**PROBLEM TO SOLVE:** Nothing should differ. Repeat every record as written.

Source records
[Start of Attachment]

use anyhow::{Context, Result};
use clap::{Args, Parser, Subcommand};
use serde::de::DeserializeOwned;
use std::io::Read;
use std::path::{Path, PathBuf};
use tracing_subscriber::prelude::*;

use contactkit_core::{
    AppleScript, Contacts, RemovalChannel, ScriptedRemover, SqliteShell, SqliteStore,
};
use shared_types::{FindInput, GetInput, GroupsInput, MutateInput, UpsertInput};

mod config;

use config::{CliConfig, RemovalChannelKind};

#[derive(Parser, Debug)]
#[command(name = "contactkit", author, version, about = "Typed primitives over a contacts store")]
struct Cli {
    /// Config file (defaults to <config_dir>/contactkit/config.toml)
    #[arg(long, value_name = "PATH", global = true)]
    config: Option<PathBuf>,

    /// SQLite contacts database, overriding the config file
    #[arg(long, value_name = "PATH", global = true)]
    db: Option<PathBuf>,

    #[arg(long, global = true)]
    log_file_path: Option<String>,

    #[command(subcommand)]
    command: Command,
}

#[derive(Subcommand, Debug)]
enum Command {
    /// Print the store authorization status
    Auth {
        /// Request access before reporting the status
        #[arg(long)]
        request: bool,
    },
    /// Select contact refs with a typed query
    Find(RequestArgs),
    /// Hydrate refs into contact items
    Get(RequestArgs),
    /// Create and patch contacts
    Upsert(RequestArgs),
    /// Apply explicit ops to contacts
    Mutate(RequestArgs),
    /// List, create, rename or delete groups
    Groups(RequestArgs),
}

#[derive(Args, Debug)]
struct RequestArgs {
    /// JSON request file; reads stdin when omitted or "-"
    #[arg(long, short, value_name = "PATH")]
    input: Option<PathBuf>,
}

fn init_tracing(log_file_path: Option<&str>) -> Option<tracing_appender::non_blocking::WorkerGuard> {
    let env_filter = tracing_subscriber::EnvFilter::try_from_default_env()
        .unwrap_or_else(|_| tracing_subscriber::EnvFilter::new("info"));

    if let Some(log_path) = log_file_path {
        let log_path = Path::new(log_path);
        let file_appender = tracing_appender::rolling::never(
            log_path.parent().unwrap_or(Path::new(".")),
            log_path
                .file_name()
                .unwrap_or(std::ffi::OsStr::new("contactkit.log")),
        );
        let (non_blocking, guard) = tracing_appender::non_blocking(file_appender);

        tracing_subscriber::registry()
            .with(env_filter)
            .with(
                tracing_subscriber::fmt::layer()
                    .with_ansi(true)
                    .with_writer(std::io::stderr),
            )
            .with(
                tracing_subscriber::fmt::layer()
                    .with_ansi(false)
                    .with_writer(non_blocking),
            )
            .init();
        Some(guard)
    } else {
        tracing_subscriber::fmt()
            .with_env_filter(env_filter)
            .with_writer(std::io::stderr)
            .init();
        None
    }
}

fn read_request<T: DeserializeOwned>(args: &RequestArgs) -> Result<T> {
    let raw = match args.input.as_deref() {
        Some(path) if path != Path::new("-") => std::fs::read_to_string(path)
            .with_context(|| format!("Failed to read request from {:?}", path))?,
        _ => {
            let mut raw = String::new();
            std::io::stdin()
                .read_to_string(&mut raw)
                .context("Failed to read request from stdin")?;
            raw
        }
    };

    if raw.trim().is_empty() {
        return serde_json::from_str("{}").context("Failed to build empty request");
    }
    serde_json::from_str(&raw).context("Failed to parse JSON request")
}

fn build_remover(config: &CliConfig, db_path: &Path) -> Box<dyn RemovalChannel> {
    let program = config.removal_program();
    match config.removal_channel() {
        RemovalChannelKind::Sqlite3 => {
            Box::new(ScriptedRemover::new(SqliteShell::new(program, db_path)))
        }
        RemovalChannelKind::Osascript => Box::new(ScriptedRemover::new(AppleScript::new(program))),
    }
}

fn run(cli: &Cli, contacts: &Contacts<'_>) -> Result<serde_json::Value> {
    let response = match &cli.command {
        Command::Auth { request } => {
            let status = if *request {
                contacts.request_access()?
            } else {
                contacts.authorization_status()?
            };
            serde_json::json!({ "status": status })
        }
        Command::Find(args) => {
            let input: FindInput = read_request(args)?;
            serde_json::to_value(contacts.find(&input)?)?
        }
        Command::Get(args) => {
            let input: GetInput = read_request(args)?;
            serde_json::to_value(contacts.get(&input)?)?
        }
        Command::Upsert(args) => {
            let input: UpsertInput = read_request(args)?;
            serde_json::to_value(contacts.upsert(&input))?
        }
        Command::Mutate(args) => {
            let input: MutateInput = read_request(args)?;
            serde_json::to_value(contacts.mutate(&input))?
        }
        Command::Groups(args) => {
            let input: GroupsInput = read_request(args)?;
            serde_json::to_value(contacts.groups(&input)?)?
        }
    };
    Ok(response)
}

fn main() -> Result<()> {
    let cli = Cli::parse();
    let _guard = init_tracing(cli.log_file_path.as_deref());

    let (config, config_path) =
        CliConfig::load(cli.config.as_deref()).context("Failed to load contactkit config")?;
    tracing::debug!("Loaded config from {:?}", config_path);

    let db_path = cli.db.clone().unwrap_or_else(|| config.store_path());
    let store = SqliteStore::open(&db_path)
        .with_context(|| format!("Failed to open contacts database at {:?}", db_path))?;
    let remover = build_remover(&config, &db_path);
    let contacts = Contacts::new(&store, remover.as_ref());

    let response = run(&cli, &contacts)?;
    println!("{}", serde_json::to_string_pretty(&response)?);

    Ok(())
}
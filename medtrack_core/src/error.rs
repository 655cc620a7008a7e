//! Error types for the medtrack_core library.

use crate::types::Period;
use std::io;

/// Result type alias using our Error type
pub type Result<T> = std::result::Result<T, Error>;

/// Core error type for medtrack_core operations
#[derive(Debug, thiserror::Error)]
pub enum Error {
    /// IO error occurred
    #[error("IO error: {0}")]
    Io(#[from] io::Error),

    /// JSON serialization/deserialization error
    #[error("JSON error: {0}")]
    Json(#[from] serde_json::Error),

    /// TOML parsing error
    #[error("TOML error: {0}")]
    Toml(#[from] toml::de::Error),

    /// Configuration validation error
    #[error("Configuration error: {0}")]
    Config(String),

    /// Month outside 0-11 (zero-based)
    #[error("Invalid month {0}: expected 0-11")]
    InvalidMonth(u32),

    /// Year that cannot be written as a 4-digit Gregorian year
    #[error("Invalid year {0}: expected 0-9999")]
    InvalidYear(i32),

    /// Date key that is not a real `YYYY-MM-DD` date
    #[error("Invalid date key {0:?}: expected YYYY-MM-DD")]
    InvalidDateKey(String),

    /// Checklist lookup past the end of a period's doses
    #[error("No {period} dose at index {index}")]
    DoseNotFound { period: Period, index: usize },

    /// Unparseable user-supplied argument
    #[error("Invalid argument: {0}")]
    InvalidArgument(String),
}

[End of Attachment]

**SOLUTION:**
use anyhow::{Context, Result};
use clap::{Args, Parser, Subcommand};
use serde::de::DeserializeOwned;
use std::io::Read;
use std::path::{Path, PathBuf};
use tracing_subscriber::prelude::*;

use contactkit_core::{
    AppleScript, Contacts, RemovalChannel, ScriptedRemover, SqliteShell, SqliteStore,
};
use shared_types::{FindInput, GetInput, GroupsInput, MutateInput, UpsertInput};

mod config;

use config::{CliConfig, RemovalChannelKind};

#[derive(Parser, Debug)]
#[command(name = "contactkit", author, version, about = "Typed primitives over a contacts store")]
struct Cli {
    /// Config file (defaults to <config_dir>/contactkit/config.toml)
    #[arg(long, value_name = "PATH", global = true)]
    config: Option<PathBuf>,

    /// SQLite contacts database, overriding the config file
    #[arg(long, value_name = "PATH", global = true)]
    db: Option<PathBuf>,

    #[arg(long, global = true)]
    log_file_path: Option<String>,

    #[command(subcommand)]
    command: Command,
}

#[derive(Subcommand, Debug)]
enum Command {
    /// Print the store authorization status
    Auth {
        /// Request access before reporting the status
        #[arg(long)]
        request: bool,
    },
    /// Select contact refs with a typed query
    Find(RequestArgs),
    /// Hydrate refs into contact items
    Get(RequestArgs),
    /// Create and patch contacts
    Upsert(RequestArgs),
    /// Apply explicit ops to contacts
    Mutate(RequestArgs),
    /// List, create, rename or delete groups
    Groups(RequestArgs),
}

#[derive(Args, Debug)]
struct RequestArgs {
    /// JSON request file; reads stdin when omitted or "-"
    #[arg(long, short, value_name = "PATH")]
    input: Option<PathBuf>,
}

fn init_tracing(log_file_path: Option<&str>) -> Option<tracing_appender::non_blocking::WorkerGuard> {
    let env_filter = tracing_subscriber::EnvFilter::try_from_default_env()
        .unwrap_or_else(|_| tracing_subscriber::EnvFilter::new("info"));

    if let Some(log_path) = log_file_path {
        let log_path = Path::new(log_path);
        let file_appender = tracing_appender::rolling::never(
            log_path.parent().unwrap_or(Path::new(".")),
            log_path
                .file_name()
                .unwrap_or(std::ffi::OsStr::new("contactkit.log")),
        );
        let (non_blocking, guard) = tracing_appender::non_blocking(file_appender);

        tracing_subscriber::registry()
            .with(env_filter)
            .with(
                tracing_subscriber::fmt::layer()
                    .with_ansi(true)
                    .with_writer(std::io::stderr),
            )
            .with(
                tracing_subscriber::fmt::layer()
                    .with_ansi(false)
                    .with_writer(non_blocking),
            )
            .init();
        Some(guard)
    } else {
        tracing_subscriber::fmt()
            .with_env_filter(env_filter)
            .with_writer(std::io::stderr)
            .init();
        None
    }
}

fn read_request<T: DeserializeOwned>(args: &RequestArgs) -> Result<T> {
    let raw = match args.input.as_deref() {
        Some(path) if path != Path::new("-") => std::fs::read_to_string(path)
            .with_context(|| format!("Failed to read request from {:?}", path))?,
        _ => {
            let mut raw = String::new();
            std::io::stdin()
                .read_to_string(&mut raw)
                .context("Failed to read request from stdin")?;
            raw
        }
    };

    if raw.trim().is_empty() {
        return serde_json::from_str("{}").context("Failed to build empty request");
    }
    serde_json::from_str(&raw).context("Failed to parse JSON request")
}

fn build_remover(config: &CliConfig, db_path: &Path) -> Box<dyn RemovalChannel> {
    let program = config.removal_program();
    match config.removal_channel() {
        RemovalChannelKind::Sqlite3 => {
            Box::new(ScriptedRemover::new(SqliteShell::new(program, db_path)))
        }
        RemovalChannelKind::Osascript => Box::new(ScriptedRemover::new(AppleScript::new(program))),
    }
}

fn run(cli: &Cli, contacts: &Contacts<'_>) -> Result<serde_json::Value> {
    let response = match &cli.command {
        Command::Auth { request } => {
            let status = if *request {
                contacts.request_access()?
            } else {
                contacts.authorization_status()?
            };
            serde_json::json!({ "status": status })
        }
        Command::Find(args) => {
            let input: FindInput = read_request(args)?;
            serde_json::to_value(contacts.find(&input)?)?
        }
        Command::Get(args) => {
            let input: GetInput = read_request(args)?;
            serde_json::to_value(contacts.get(&input)?)?
        }
        Command::Upsert(args) => {
            let input: UpsertInput = read_request(args)?;
            serde_json::to_value(contacts.upsert(&input))?
        }
        Command::Mutate(args) => {
            let input: MutateInput = read_request(args)?;
            serde_json::to_value(contacts.mutate(&input))?
        }
        Command::Groups(args) => {
            let input: GroupsInput = read_request(args)?;
            serde_json::to_value(contacts.groups(&input)?)?
        }
    };
    Ok(response)
}

fn main() -> Result<()> {
    let cli = Cli::parse();
    let _guard = init_tracing(cli.log_file_path.as_deref());

    let (config, config_path) =
        CliConfig::load(cli.config.as_deref()).context("Failed to load contactkit config")?;
    tracing::debug!("Loaded config from {:?}", config_path);

    let db_path = cli.db.clone().unwrap_or_else(|| config.store_path());
    let store = SqliteStore::open(&db_path)
        .with_context(|| format!("Failed to open contacts database at {:?}", db_path))?;
    let remover = build_remover(&config, &db_path);
    let contacts = Contacts::new(&store, remover.as_ref());

    let response = run(&cli, &contacts)?;
    println!("{}", serde_json::to_string_pretty(&response)?);

    Ok(())
}
filename medtrack_core/src/error.rs
repository 655cc620a7008a7e
//! Error types for the medtrack_core library.

use crate::types::Period;
use std::io;

/// Result type alias using our Error type
pub type Result<T> = std::result::Result<T, Error>;

/// Core error type for medtrack_core operations
#[derive(Debug, thiserror::Error)]
pub enum Error {
    /// IO error occurred
    #[error("IO error: {0}")]
    Io(#[from] io::Error),

    /// JSON serialization/deserialization error
    #[error("JSON error: {0}")]
    Json(#[from] serde_json::Error),

    /// TOML parsing error
    #[error("TOML error: {0}")]
    Toml(#[from] toml::de::Error),

    /// Configuration validation error
    #[error("Configuration error: {0}")]
    Config(String),

    /// Month outside 0-11 (zero-based)
    #[error("Invalid month {0}: expected 0-11")]
    InvalidMonth(u32),

    /// Year that cannot be written as a 4-digit Gregorian year
    #[error("Invalid year {0}: expected 0-9999")]
    InvalidYear(i32),

    /// Date key that is not a real `YYYY-MM-DD` date
    #[error("Invalid date key {0:?}: expected YYYY-MM-DD")]
    InvalidDateKey(String),

    /// Checklist lookup past the end of a period's doses
    #[error("No {period} dose at index {index}")]
    DoseNotFound { period: Period, index: usize },

    /// Unparseable user-supplied argument
    #[error("Invalid argument: {0}")]
    InvalidArgument(String),
}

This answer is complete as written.